De acordo com Covas, somente os docentes que já tiveram a doença retornarão para as escolas. “Nós vamos chamar para voltar para dentro da sala de aula apenas os professores que já estão imunizados de acordo com o censo que está sendo realizado pela Prefeitura de São Paulo.”

Ao todo, a Prefeitura de São Paulo estima realizar testes em 675 mil alunos e 120 mil professores e funcionários. A realização dos testes não é obrigatória.

O censo realiza exames sorológicos que avaliam a presença de anticorpos específicos no sangue e identifica quem já teve a doença. No entanto, a presença de anticorpos no organismo não significa que a pessoa esteja imune.

O retorno às aulas presenciais para os estudantes do ensino superior estavam autorizadas na cidade desde o dia 7 de outubro, além de atividades extracurriculares para os ensinos infantil, fundamental e médio.

Rede municipal

Segundo o secretário municipal da Educação, Bruno Caetano, as escolas da rede estão preparadas para receber os alunos tanto para aulas regulares como para as atividades extracurriculares com o cumprimento de todas as regras sanitárias.

Atividades extracurriculares

Desde o dia 7 de outubro, as escolas do estado de São Paulo estavam autorizadas a receber alunos presencialmente, mas apenas para a realização de atividades extracurriculares nos ensinos infantil, fundamental e médio.
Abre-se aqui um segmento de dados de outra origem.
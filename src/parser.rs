use crate::error::Result;
use crate::ir::RawGraph;

/// Decodes a `{ "nodes": [...], "links": [...] }` document. Only JSON syntax
/// and shape problems fail here; field-level checks belong to validation.
pub fn parse_graph(input: &str) -> Result<RawGraph> {
    let trimmed = input.trim_start_matches('\u{feff}');
    let graph: RawGraph = serde_json::from_str(trimmed)?;
    tracing::debug!(
        nodes = graph.nodes.len(),
        links = graph.links.len(),
        "parsed graph input"
    );
    Ok(graph)
}
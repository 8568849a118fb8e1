use super::graph::GraphIndex;

#[derive(Debug, Clone, Copy, PartialEq, Eq)]
enum Mark {
    Unvisited,
    Visiting,
    Visited,
}

#[derive(Debug, Clone)]
pub(crate) struct Levels {
    pub level: Vec<usize>,
    /// Node indices per level, in input order.
    pub by_level: Vec<Vec<usize>>,
    pub max_level: usize,
    pub cyclic: bool,
}

struct Frame {
    node: usize,
    next_pred: usize,
    max_pred: Option<usize>,
}

/// Longest-path depth over predecessors: sources sit at level 0 and every
/// other node one column right of its deepest predecessor.
///
/// A predecessor reached while still on the traversal stack closes a cycle.
/// It is not descended into; it contributes `index % fallback_columns` to the
/// node being resolved and is itself resolved to at least that level. Links
/// that are not part of a cycle keep `level(source) < level(target)`.
pub(crate) fn assign_levels(index: &GraphIndex, fallback_columns: usize) -> Levels {
    let columns = fallback_columns.max(1);
    let fallback = |node: usize| node % columns;
    let n = index.node_count;

    let mut marks = vec![Mark::Unvisited; n];
    let mut level = vec![0usize; n];
    let mut on_cycle = vec![false; n];

    for root in 0..n {
        if marks[root] != Mark::Unvisited {
            continue;
        }
        marks[root] = Mark::Visiting;
        let mut stack = vec![Frame {
            node: root,
            next_pred: 0,
            max_pred: None,
        }];

        while let Some(frame) = stack.last_mut() {
            let node = frame.node;
            if let Some(&edge_idx) = index.incoming[node].get(frame.next_pred) {
                frame.next_pred += 1;
                let pred = index.edges[edge_idx].from_idx;
                if pred == node {
                    continue;
                }
                match marks[pred] {
                    Mark::Visited => {
                        frame.max_pred = frame.max_pred.max(Some(level[pred]));
                    }
                    Mark::Visiting => {
                        on_cycle[pred] = true;
                        frame.max_pred = frame.max_pred.max(Some(fallback(pred)));
                    }
                    Mark::Unvisited => {
                        marks[pred] = Mark::Visiting;
                        stack.push(Frame {
                            node: pred,
                            next_pred: 0,
                            max_pred: None,
                        });
                    }
                }
                continue;
            }

            let depth = frame.max_pred.map_or(0, |max_pred| max_pred + 1);
            let resolved = if on_cycle[node] {
                depth.max(fallback(node))
            } else {
                depth
            };
            level[node] = resolved;
            marks[node] = Mark::Visited;
            stack.pop();
            if let Some(parent) = stack.last_mut() {
                parent.max_pred = parent.max_pred.max(Some(resolved));
            }
        }
    }

    compact_levels(&mut level);
    let max_level = level.iter().copied().max().unwrap_or(0);
    let mut by_level: Vec<Vec<usize>> = vec![Vec::new(); max_level + 1];
    for (node, &lvl) in level.iter().enumerate() {
        by_level[lvl].push(node);
    }
    let cyclic = on_cycle.iter().any(|&flag| flag);
    if cyclic {
        tracing::warn!(
            nodes = on_cycle.iter().filter(|&&flag| flag).count(),
            "cycle in flow graph, using fallback leveling"
        );
    }
    tracing::debug!(max_level, cyclic, "assigned levels");

    Levels {
        level,
        by_level,
        max_level,
        cyclic,
    }
}

/// Fallback levels can leave columns empty; renumber so every level in
/// `[0, max_level]` holds at least one node. Order between levels is kept.
fn compact_levels(level: &mut [usize]) {
    let Some(max_level) = level.iter().copied().max() else {
        return;
    };
    let mut occupied = vec![false; max_level + 1];
    for &lvl in level.iter() {
        occupied[lvl] = true;
    }
    let mut remap = vec![0usize; max_level + 1];
    let mut next = 0;
    for (lvl, used) in occupied.iter().enumerate() {
        if *used {
            remap[lvl] = next;
            next += 1;
        }
    }
    for lvl in level.iter_mut() {
        *lvl = remap[*lvl];
    }
}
O governo do estado deixou a decisão do retorno às aulas presenciais para cada município definir.

Na capital paulista, a retomada para atividades extracurriculares foi autorizada na mesma data, mas a ocupação máxima foi de 20% da capacidade de alunos das escolas e com frequência de, no máximo, duas vezes por semana e pelo período de até duas horas para atividades culturais, cursos de idiomas, atividades esportivas que não sejam coletivas, aulas de música, aulas de reforço e acolhimento (veja as regras aqui).